START Given entries

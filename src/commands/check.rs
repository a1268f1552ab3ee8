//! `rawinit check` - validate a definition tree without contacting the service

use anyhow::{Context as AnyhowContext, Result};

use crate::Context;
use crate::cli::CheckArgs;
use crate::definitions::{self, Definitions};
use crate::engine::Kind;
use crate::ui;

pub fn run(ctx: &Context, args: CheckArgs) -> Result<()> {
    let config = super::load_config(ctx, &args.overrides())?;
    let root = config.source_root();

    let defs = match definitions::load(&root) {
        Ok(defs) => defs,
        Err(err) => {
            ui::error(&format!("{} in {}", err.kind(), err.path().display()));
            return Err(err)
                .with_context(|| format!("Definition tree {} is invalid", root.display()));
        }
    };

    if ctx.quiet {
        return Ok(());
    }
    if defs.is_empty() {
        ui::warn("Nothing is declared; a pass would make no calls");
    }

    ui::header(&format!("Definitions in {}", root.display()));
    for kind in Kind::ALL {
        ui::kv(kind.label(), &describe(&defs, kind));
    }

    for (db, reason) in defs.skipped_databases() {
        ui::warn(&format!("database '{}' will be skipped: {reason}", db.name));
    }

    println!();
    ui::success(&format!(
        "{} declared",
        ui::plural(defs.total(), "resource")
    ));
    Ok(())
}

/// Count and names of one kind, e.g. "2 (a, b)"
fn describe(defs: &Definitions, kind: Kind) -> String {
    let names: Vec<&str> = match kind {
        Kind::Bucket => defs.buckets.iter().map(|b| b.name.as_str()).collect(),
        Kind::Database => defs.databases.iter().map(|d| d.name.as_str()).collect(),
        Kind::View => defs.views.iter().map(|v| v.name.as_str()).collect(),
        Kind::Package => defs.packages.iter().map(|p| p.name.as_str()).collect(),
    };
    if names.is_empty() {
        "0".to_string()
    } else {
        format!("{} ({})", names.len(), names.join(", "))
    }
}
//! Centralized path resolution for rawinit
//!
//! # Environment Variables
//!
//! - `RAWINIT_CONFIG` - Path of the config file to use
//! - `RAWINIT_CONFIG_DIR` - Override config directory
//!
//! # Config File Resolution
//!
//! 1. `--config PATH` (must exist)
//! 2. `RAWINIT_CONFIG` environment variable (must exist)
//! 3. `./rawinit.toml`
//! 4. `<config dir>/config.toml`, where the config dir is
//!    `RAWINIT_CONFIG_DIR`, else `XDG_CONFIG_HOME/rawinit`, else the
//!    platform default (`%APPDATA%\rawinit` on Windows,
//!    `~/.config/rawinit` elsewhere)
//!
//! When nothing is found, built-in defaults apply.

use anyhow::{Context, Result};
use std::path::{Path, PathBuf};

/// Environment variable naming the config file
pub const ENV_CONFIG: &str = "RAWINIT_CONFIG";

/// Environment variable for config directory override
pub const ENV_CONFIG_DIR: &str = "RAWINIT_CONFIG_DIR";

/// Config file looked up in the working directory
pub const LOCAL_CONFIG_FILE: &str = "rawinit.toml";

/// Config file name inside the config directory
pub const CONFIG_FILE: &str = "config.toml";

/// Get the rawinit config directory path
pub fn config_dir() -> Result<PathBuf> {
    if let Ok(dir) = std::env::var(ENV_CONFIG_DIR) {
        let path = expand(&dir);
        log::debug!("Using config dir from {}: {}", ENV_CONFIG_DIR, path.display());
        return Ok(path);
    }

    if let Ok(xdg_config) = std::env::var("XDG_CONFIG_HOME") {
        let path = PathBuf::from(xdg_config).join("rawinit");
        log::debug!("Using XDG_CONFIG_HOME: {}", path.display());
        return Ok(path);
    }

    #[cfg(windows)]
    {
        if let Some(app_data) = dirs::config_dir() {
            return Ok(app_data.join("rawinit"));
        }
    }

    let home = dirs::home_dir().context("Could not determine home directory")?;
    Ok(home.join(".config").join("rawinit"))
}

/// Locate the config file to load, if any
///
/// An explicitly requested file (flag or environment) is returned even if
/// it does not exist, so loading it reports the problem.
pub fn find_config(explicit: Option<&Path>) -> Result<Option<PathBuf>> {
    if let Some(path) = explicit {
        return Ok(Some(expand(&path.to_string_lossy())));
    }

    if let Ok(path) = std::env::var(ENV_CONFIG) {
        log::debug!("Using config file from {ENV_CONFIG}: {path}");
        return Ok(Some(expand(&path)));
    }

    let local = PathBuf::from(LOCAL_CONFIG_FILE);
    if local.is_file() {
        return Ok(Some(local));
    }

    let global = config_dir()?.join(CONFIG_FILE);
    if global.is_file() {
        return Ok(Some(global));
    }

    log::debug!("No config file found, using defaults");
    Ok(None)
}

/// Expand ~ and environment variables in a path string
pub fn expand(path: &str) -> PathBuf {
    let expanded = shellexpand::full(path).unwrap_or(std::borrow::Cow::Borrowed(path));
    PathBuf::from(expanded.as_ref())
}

END Given entries

Nothing but the lines from the one containing "pub const ENV_CONFIG_DIR: &str" through the end of the entries belongs in the answer; repeat them exactly.

pub const ENV_CONFIG_DIR: &str = "RAWINIT_CONFIG_DIR";

/// Config file looked up in the working directory
pub const LOCAL_CONFIG_FILE: &str = "rawinit.toml";

/// Config file name inside the config directory
pub const CONFIG_FILE: &str = "config.toml";

/// Get the rawinit config directory path
pub fn config_dir() -> Result<PathBuf> {
    if let Ok(dir) = std::env::var(ENV_CONFIG_DIR) {
        let path = expand(&dir);
        log::debug!("Using config dir from {}: {}", ENV_CONFIG_DIR, path.display());
        return Ok(path);
    }

    if let Ok(xdg_config) = std::env::var("XDG_CONFIG_HOME") {
        let path = PathBuf::from(xdg_config).join("rawinit");
        log::debug!("Using XDG_CONFIG_HOME: {}", path.display());
        return Ok(path);
    }

    #[cfg(windows)]
    {
        if let Some(app_data) = dirs::config_dir() {
            return Ok(app_data.join("rawinit"));
        }
    }

    let home = dirs::home_dir().context("Could not determine home directory")?;
    Ok(home.join(".config").join("rawinit"))
}

/// Locate the config file to load, if any
///
/// An explicitly requested file (flag or environment) is returned even if
/// it does not exist, so loading it reports the problem.
pub fn find_config(explicit: Option<&Path>) -> Result<Option<PathBuf>> {
    if let Some(path) = explicit {
        return Ok(Some(expand(&path.to_string_lossy())));
    }

    if let Ok(path) = std::env::var(ENV_CONFIG) {
        log::debug!("Using config file from {ENV_CONFIG}: {path}");
        return Ok(Some(expand(&path)));
    }

    let local = PathBuf::from(LOCAL_CONFIG_FILE);
    if local.is_file() {
        return Ok(Some(local));
    }

    let global = config_dir()?.join(CONFIG_FILE);
    if global.is_file() {
        return Ok(Some(global));
    }

    log::debug!("No config file found, using defaults");
    Ok(None)
}

/// Expand ~ and environment variables in a path string
pub fn expand(path: &str) -> PathBuf {
    let expanded = shellexpand::full(path).unwrap_or(std::borrow::Cow::Borrowed(path));
    PathBuf::from(expanded.as_ref())
}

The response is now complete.